LES RACINES PROFONDES DE LA FRANC-MAÇONNERIE
La méthode initiatique de la Franc-maçonnerie est l’art de la construction, sitôt franchit la porte de son atelier le Franc-maçon observe la présence des outils déposés à même le sol. Lui qui ne sait ni lire ni écrire comprend quand dans cet espace tout est symbole. Toutes les idées qui sont derrière les symboles vont progressivement naître en lui après avoir observé en silence, il voudra comprendre, connaître et devra agir, c’est-à-dire construire se rendant compte avec le temps qu’il se construit lui-même, se métamorphose. En interprétant les mythes anciens et les légendes il y découvre les vertus qui pratiquées rendent l’homme un peu meilleur. Plus il élève sa conscience, plus son regard change sur le monde, au-delà de l’apparence et du visible, de ce que lui permet d’aborder sa Raison, il devient capable de concevoir l’invisible grâce à son intuition et son imagination, il conçoit l’infini et l’absolu sachant humblement qu’il est hors de sa portée. Mais cette simple contemplation met de la joie dans son cœur, il sait qu’il est sur le chemin de la Vérité et de la Lumière.

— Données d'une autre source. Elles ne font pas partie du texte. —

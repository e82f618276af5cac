//! Cascade configuration system
//!
//! This crate provides centralized configuration for the cascade runtime,
//! loading settings from `cascade.toml` with environment variable overrides.

use serde::{Deserialize, Serialize};
use std::path::{Path, PathBuf};
use thiserror::Error;

/// Default configuration file name, looked up in the current directory.
pub const DEFAULT_CONFIG_FILE: &str = "cascade.toml";

/// Result type for configuration loading.
pub type Result<T> = std::result::Result<T, ConfigError>;

/// Errors that can occur while loading configuration.
#[derive(Error, Debug)]
pub enum ConfigError {
    /// The configuration file could not be read.
    #[error("failed to read config file {path:?}: {source}")]
    Read {
        path: PathBuf,
        #[source]
        source: std::io::Error,
    },

    /// The configuration file is not valid TOML for this schema.
    #[error("failed to parse config file {path:?}: {source}")]
    Parse {
        path: PathBuf,
        #[source]
        source: toml::de::Error,
    },
}

/// Main configuration structure
#[derive(Debug, Clone, Serialize, Deserialize, Default)]
#[serde(default)]
pub struct CascadeConfig {
    /// Scheduler policy
    pub scheduler: SchedulerConfig,
    /// Logging settings
    pub logging: LoggingConfig,
    /// Headless driver settings
    pub demo: DemoConfig,
}

/// Scheduler configuration
#[derive(Debug, Clone, Serialize, Deserialize, PartialEq)]
#[serde(default)]
pub struct SchedulerConfig {
    /// Drop every registered item and core root when a scene is unloaded
    pub clear_lists_on_scene_unload: bool,
    /// Host is in live execution mode (loops only run while live)
    pub live: bool,
    /// Upper bound on immediate loop re-runs of one item inside one tick
    pub max_catch_up_steps: u32,
    /// Keep at most this many undrained lifecycle events (unbounded when unset)
    pub event_queue_limit: Option<usize>,
}

/// Logging configuration
#[derive(Debug, Clone, Serialize, Deserialize, Default)]
#[serde(default)]
pub struct LoggingConfig {
    /// `env_logger` style filter, e.g. `cascade_core=debug`
    pub filter: Option<String>,
}

/// Headless driver configuration
#[derive(Debug, Clone, Serialize, Deserialize)]
#[serde(default)]
pub struct DemoConfig {
    /// Scene description to load (TOML)
    pub scene: Option<PathBuf>,
    /// Number of host frames to simulate
    pub frames: u32,
    /// Normal and post phase rate in frames per second
    pub frame_rate: f32,
    /// Fixed phase rate in steps per second
    pub fixed_rate: f32,
    /// Multiplier applied to scaled delta times
    pub time_scale: f32,
}

impl Default for SchedulerConfig {
    fn default() -> Self {
        Self {
            clear_lists_on_scene_unload: false,
            live: true,
            max_catch_up_steps: 8,
            event_queue_limit: None,
        }
    }
}

impl Default for DemoConfig {
    fn default() -> Self {
        Self {
            scene: None,
            frames: 240,
            frame_rate: 60.0,
            fixed_rate: 50.0,
            time_scale: 1.0,
        }
    }
}

impl CascadeConfig {
    /// Load configuration from a TOML file
    ///
    /// # Arguments
    /// * `path` - Path to the cascade.toml configuration file
    pub fn load_from_file<P: AsRef<Path>>(path: P) -> Result<Self> {
        let path = path.as_ref();
        let content = std::fs::read_to_string(path).map_err(|source| ConfigError::Read {
            path: path.to_path_buf(),
            source,
        })?;

        toml::from_str(&content).map_err(|source| ConfigError::Parse {
            path: path.to_path_buf(),
            source,
        })
    }

    /// Load configuration from the default location (cascade.toml in the current directory)
    /// or return default configuration if file doesn't exist
    pub fn load_or_default() -> Self {
        Self::load_from_file(DEFAULT_CONFIG_FILE).unwrap_or_default()
    }

    /// Merge configuration with environment variables
    ///
    /// Environment variables take precedence over configuration file values.
    pub fn merge_with_env(&mut self) {
        if let Ok(scene) = std::env::var("CASCADE_SCENE") {
            self.demo.scene = Some(PathBuf::from(scene));
        }
        if let Ok(val) = std::env::var("CASCADE_FRAMES") {
            if let Ok(frames) = val.parse::<u32>() {
                self.demo.frames = frames;
            }
        }
        if let Ok(val) = std::env::var("CASCADE_FRAME_RATE") {
            if let Ok(rate) = val.parse::<f32>() {
                self.demo.frame_rate = rate;
            }
        }
        if let Ok(val) = std::env::var("CASCADE_TIME_SCALE") {
            if let Ok(scale) = val.parse::<f32>() {
                self.demo.time_scale = scale;
            }
        }

        if let Ok(val) = std::env::var("CASCADE_LIVE") {
            self.scheduler.live = parse_flag(&val);
        }
        if let Ok(val) = std::env::var("CASCADE_CLEAR_ON_UNLOAD") {
            self.scheduler.clear_lists_on_scene_unload = parse_flag(&val);
        }

        if let Ok(filter) = std::env::var("CASCADE_LOG") {
            self.logging.filter = Some(filter);
        }
    }

    /// Load configuration with environment variable overrides
    ///
    /// 1. Load from cascade.toml (or use defaults if not found)
    /// 2. Override with environment variables if present
    pub fn load() -> Self {
        let mut config = Self::load_or_default();
        config.merge_with_env();
        config
    }
}

fn parse_flag(val: &str) -> bool {
    val == "1" || val.eq_ignore_ascii_case("true")
}
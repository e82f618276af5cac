//! TOML scene descriptions.
//!
//! A scene declares reusable value profiles, an item hierarchy and core roots:
//!
//! ```toml
//! [profiles.panel]
//! duration = { closed = 0.2, opened = 0.4 }
//! chain_delay = { opened = 0.1 }
//!
//! [[profiles.panel.tweens]]
//! effect = "alpha"
//!
//! [[items]]
//! name = "menu"
//! profile = "panel"
//!
//! [[items.children]]
//! name = "play"
//! delay = { opened = 0.2 }
//!
//! [[roots]]
//! name = "main"
//! states = [{ name = "menu", items = ["menu"], default = true }]
//! ```
//!
//! Item values are resolved by deep-merging the item's own keys over its
//! profile over [`ItemValues::default`], so a keyed value may override one
//! direction only. An item's `tweens` replace the profile's tweens.

use std::collections::{HashMap, HashSet};
use std::path::Path;
use std::str::FromStr;

use serde::{Deserialize, Serialize};
use tracing::{debug, warn};

use crate::engine::Engine;
use crate::error::{Result, SceneError};
use crate::host::Host;
use crate::id::ItemId;
use crate::item::{Item, ItemValues};
use crate::roots::CoreRoot;
use crate::tween::Tween;

/// Named set of item values and tweens shared by several items.
#[derive(Debug, Clone, Default, PartialEq, Serialize, Deserialize)]
pub struct Profile {
    #[serde(default)]
    pub tweens: Vec<Tween>,
    #[serde(flatten)]
    pub values: toml::Table,
}

/// One item of the scene hierarchy.
#[derive(Debug, Clone, PartialEq, Serialize, Deserialize)]
pub struct ItemSpec {
    pub name: String,
    #[serde(default)]
    pub profile: Option<String>,
    #[serde(default = "default_enabled")]
    pub enabled: bool,
    /// Mirror lifecycle events into the engine's event queue.
    #[serde(default)]
    pub queue_events: bool,
    /// Replaces the profile's tweens when present.
    #[serde(default)]
    pub tweens: Option<Vec<Tween>>,
    #[serde(default)]
    pub children: Vec<ItemSpec>,
    /// Item value overrides.
    #[serde(flatten)]
    pub values: toml::Table,
}

fn default_enabled() -> bool {
    true
}

#[derive(Debug, Clone, PartialEq, Serialize, Deserialize)]
pub struct StateSpec {
    pub name: String,
    #[serde(default)]
    pub items: Vec<String>,
    #[serde(default)]
    pub default: bool,
}

#[derive(Debug, Clone, PartialEq, Serialize, Deserialize)]
pub struct RootSpec {
    pub name: String,
    #[serde(default)]
    pub states: Vec<StateSpec>,
}

/// Parsed scene file.
#[derive(Debug, Clone, Default, PartialEq, Serialize, Deserialize)]
#[serde(default)]
pub struct Scene {
    pub profiles: HashMap<String, Profile>,
    pub items: Vec<ItemSpec>,
    pub roots: Vec<RootSpec>,
}

/// Handles of the items created by [`Scene::build`].
#[derive(Debug, Clone, Default)]
pub struct SceneHandles {
    pub items: HashMap<String, ItemId>,
    pub roots: Vec<String>,
}

impl SceneHandles {
    pub fn get(&self, name: &str) -> Option<ItemId> {
        self.items.get(name).copied()
    }
}

struct PreparedItem {
    item: Item,
    parent: Option<usize>,
}

impl FromStr for Scene {
    type Err = SceneError;

    fn from_str(s: &str) -> Result<Self> {
        Ok(toml::from_str(s)?)
    }
}

impl Scene {
    /// Read and parse a scene file.
    pub fn load<P: AsRef<Path>>(path: P) -> Result<Self> {
        let path = path.as_ref();
        let contents = std::fs::read_to_string(path).map_err(|source| SceneError::Io {
            path: path.to_path_buf(),
            source,
        })?;
        let scene = contents.parse::<Scene>()?;
        debug!(path = %path.display(), items = scene.items.len(), "scene parsed");
        Ok(scene)
    }

    /// Spawn every item into `engine`, register the core roots, apply start
    /// actions and signal the scene load.
    ///
    /// The whole scene is validated before anything is spawned, so an error
    /// leaves the engine untouched.
    pub fn build(&self, engine: &mut Engine, host: &mut dyn Host) -> Result<SceneHandles> {
        let base = match toml::Value::try_from(ItemValues::default())? {
            toml::Value::Table(table) => table,
            _ => toml::Table::new(),
        };

        let mut prepared = Vec::new();
        for spec in &self.items {
            self.prepare(spec, None, &base, &mut prepared)?;
        }

        let names: HashSet<&str> = prepared.iter().map(|p| p.item.name.as_str()).collect();
        for root in &self.roots {
            for state in &root.states {
                if let Some(missing) = state.items.iter().find(|i| !names.contains(i.as_str())) {
                    return Err(SceneError::UnknownItem {
                        root: root.name.clone(),
                        state: state.name.clone(),
                        item: missing.clone(),
                    });
                }
            }
        }

        let mut handles = SceneHandles::default();
        let mut ids = Vec::with_capacity(prepared.len());
        for PreparedItem { item, parent } in prepared {
            let name = item.name.clone();
            let id = engine.spawn(item);
            if let Some(parent) = parent {
                engine.tree_mut().attach(id, ids[parent]);
            }
            handles.items.insert(name, id);
            ids.push(id);
        }
        engine.refresh_all(host);

        for spec in &self.roots {
            let mut root = CoreRoot::new(spec.name.clone());
            for state in &spec.states {
                let items = state.items.iter().filter_map(|name| handles.get(name));
                root.add_state(state.name.clone(), items, state.default);
            }
            engine.register_root(root);
            handles.roots.push(spec.name.clone());
        }

        for id in &ids {
            engine.start(*id, host);
        }
        engine.scene_loaded(host);

        debug!(items = ids.len(), roots = handles.roots.len(), "scene built");
        Ok(handles)
    }

    fn prepare(
        &self,
        spec: &ItemSpec,
        parent: Option<usize>,
        base: &toml::Table,
        out: &mut Vec<PreparedItem>,
    ) -> Result<()> {
        if out.iter().any(|p| p.item.name == spec.name) {
            return Err(SceneError::DuplicateItem(spec.name.clone()));
        }

        let profile = match &spec.profile {
            Some(name) => Some(self.profiles.get(name).ok_or_else(|| {
                SceneError::UnknownProfile {
                    item: spec.name.clone(),
                    profile: name.clone(),
                }
            })?),
            None => None,
        };

        let mut table = base.clone();
        if let Some(profile) = profile {
            merge_tables(&mut table, &profile.values);
        }
        merge_tables(&mut table, &spec.values);
        for key in table.keys().filter(|key| !base.contains_key(*key)) {
            warn!(item = %spec.name, key = %key, "ignoring unknown item value");
        }

        let values: ItemValues =
            toml::Value::Table(table)
                .try_into()
                .map_err(|source| SceneError::InvalidValues {
                    item: spec.name.clone(),
                    source,
                })?;

        let tweens = match (&spec.tweens, profile) {
            (Some(tweens), _) => tweens.clone(),
            (None, Some(profile)) => profile.tweens.clone(),
            (None, None) => Vec::new(),
        };

        let mut item = Item::with_values(spec.name.clone(), values).with_tweens(tweens);
        item.enabled = spec.enabled;
        item.set_queue_events(spec.queue_events);

        let index = out.len();
        out.push(PreparedItem { item, parent });
        for child in &spec.children {
            self.prepare(child, Some(index), base, out)?;
        }
        Ok(())
    }
}

/// Recursively merge `overrides` into `base`. Nested tables merge key by
/// key, every other value replaces.
fn merge_tables(base: &mut toml::Table, overrides: &toml::Table) {
    for (key, value) in overrides {
        if let (Some(toml::Value::Table(inner)), toml::Value::Table(nested)) =
            (base.get_mut(key), value)
        {
            merge_tables(inner, nested);
            continue;
        }
        base.insert(key.clone(), value.clone());
    }
}
mod common;

use cascade_core::{
    ActivationMode, Capabilities, ChainDirection, EasingFunction, EffectKind, Engine, Item, ItemEvent, ItemId,
    ItemKey, ItemState, ItemValues, Keyed, PhaseDelta, Tween, TweenDirection, UpdatePhase,
};
use common::{Clip, RecordingHost};

fn tick(engine: &mut Engine, host: &mut RecordingHost, dt: f32) {
    engine.tick(UpdatePhase::Update, PhaseDelta::uniform(dt), host);
}

fn family(
    engine: &mut Engine,
    host: &mut RecordingHost,
    values: ItemValues,
    children: usize,
) -> (ItemId, Vec<ItemId>) {
    let parent = engine.spawn(Item::with_values("parent", values));
    let kids = (0..children)
        .map(|i| {
            let child = engine.spawn(Item::new(format!("child{i}")));
            engine.attach(child, parent, host);
            child
        })
        .collect();
    (parent, kids)
}

fn count(events: &[ItemEvent], state: ItemState) -> usize {
    events.iter().filter(|event| event.state() == state).count()
}

#[test]
fn parent_never_opens_before_child() {
    let mut host = RecordingHost::default();
    let mut engine = Engine::default();
    let (a, kids) = family(&mut engine, &mut host, ItemValues::default(), 1);
    let b = kids[0];

    engine.open(a, &mut host);
    assert_eq!(engine.item(a).unwrap().state(), ItemState::Opening);

    for _ in 0..6 {
        tick(&mut engine, &mut host, 1.0);
        let a_state = engine.item(a).unwrap().state();
        let b_state = engine.item(b).unwrap().state();
        assert!(
            a_state != ItemState::Opened || b_state == ItemState::Opened,
            "parent opened while child was {b_state:?}"
        );
    }

    assert_eq!(engine.item(a).unwrap().state(), ItemState::Opened);
    assert_eq!(engine.item(b).unwrap().state(), ItemState::Opened);
    assert_eq!(engine.item(a).unwrap().child_count(ItemState::Opened), 1);
}

#[test]
fn finite_loop_runs_exact_cycles() {
    let mut host = RecordingHost::default();
    let mut engine = Engine::default();
    let item = engine.spawn(Item::with_values(
        "pulse",
        ItemValues {
            loops: 3,
            loop_mode: ActivationMode::OpenClose,
            ..ItemValues::default()
        },
    ));
    engine.refresh(item, &mut host);
    engine.set_queue_events(item, true);

    engine.open_immediately(item, &mut host);
    for _ in 0..200 {
        tick(&mut engine, &mut host, 0.25);
    }

    let events: Vec<ItemEvent> = engine.drain_events().collect();
    assert_eq!(count(&events, ItemState::Closing), 3);
    assert_eq!(count(&events, ItemState::Opening), 2);

    let pulse = engine.item(item).unwrap();
    assert_eq!(pulse.current_loops(), 0);
    assert!(!pulse.loop_activated());
    assert_eq!(pulse.state(), ItemState::Closed);
    assert!(!engine.scheduler().registry().is_registered(item));

    for _ in 0..10 {
        tick(&mut engine, &mut host, 0.25);
    }
    assert_eq!(engine.item(item).unwrap().state(), ItemState::Closed);
}

#[test]
fn infinite_loop_keeps_cycling() {
    let mut host = RecordingHost::default();
    let mut engine = Engine::default();
    let item = engine.spawn(Item::with_values(
        "spinner",
        ItemValues {
            loops: -1,
            duration: Keyed::splat(0.5),
            ..ItemValues::default()
        },
    ));
    engine.refresh(item, &mut host);
    engine.set_queue_events(item, true);

    engine.open_immediately(item, &mut host);
    for _ in 0..200 {
        tick(&mut engine, &mut host, 0.1);
    }

    let events: Vec<ItemEvent> = engine.drain_events().collect();
    assert!(count(&events, ItemState::Closing) >= 5);
    let spinner = engine.item(item).unwrap();
    assert!(spinner.loop_activated());
    assert_eq!(spinner.current_loops(), -1);
    assert!(engine.scheduler().registry().is_registered(item));
}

Toute son énergie se déploie pour construire avec ses frères le Temple de l’esprit, là où la matière cède peu à peu sa place à l’esprit, la lumière éternelle qui habite tout homme. L’obscurité de l’ignorance diminue peu à peu donc au profit de la lumière de la Connaissance, comme le disait à peu près Gaston Bachelard : en réfléchissant et en rêvant sur les symboles, on rêve sur ses rêves, l’esprit s’élève vers des constellations imaginaires le désir naît alors de percer les mystères de la vie.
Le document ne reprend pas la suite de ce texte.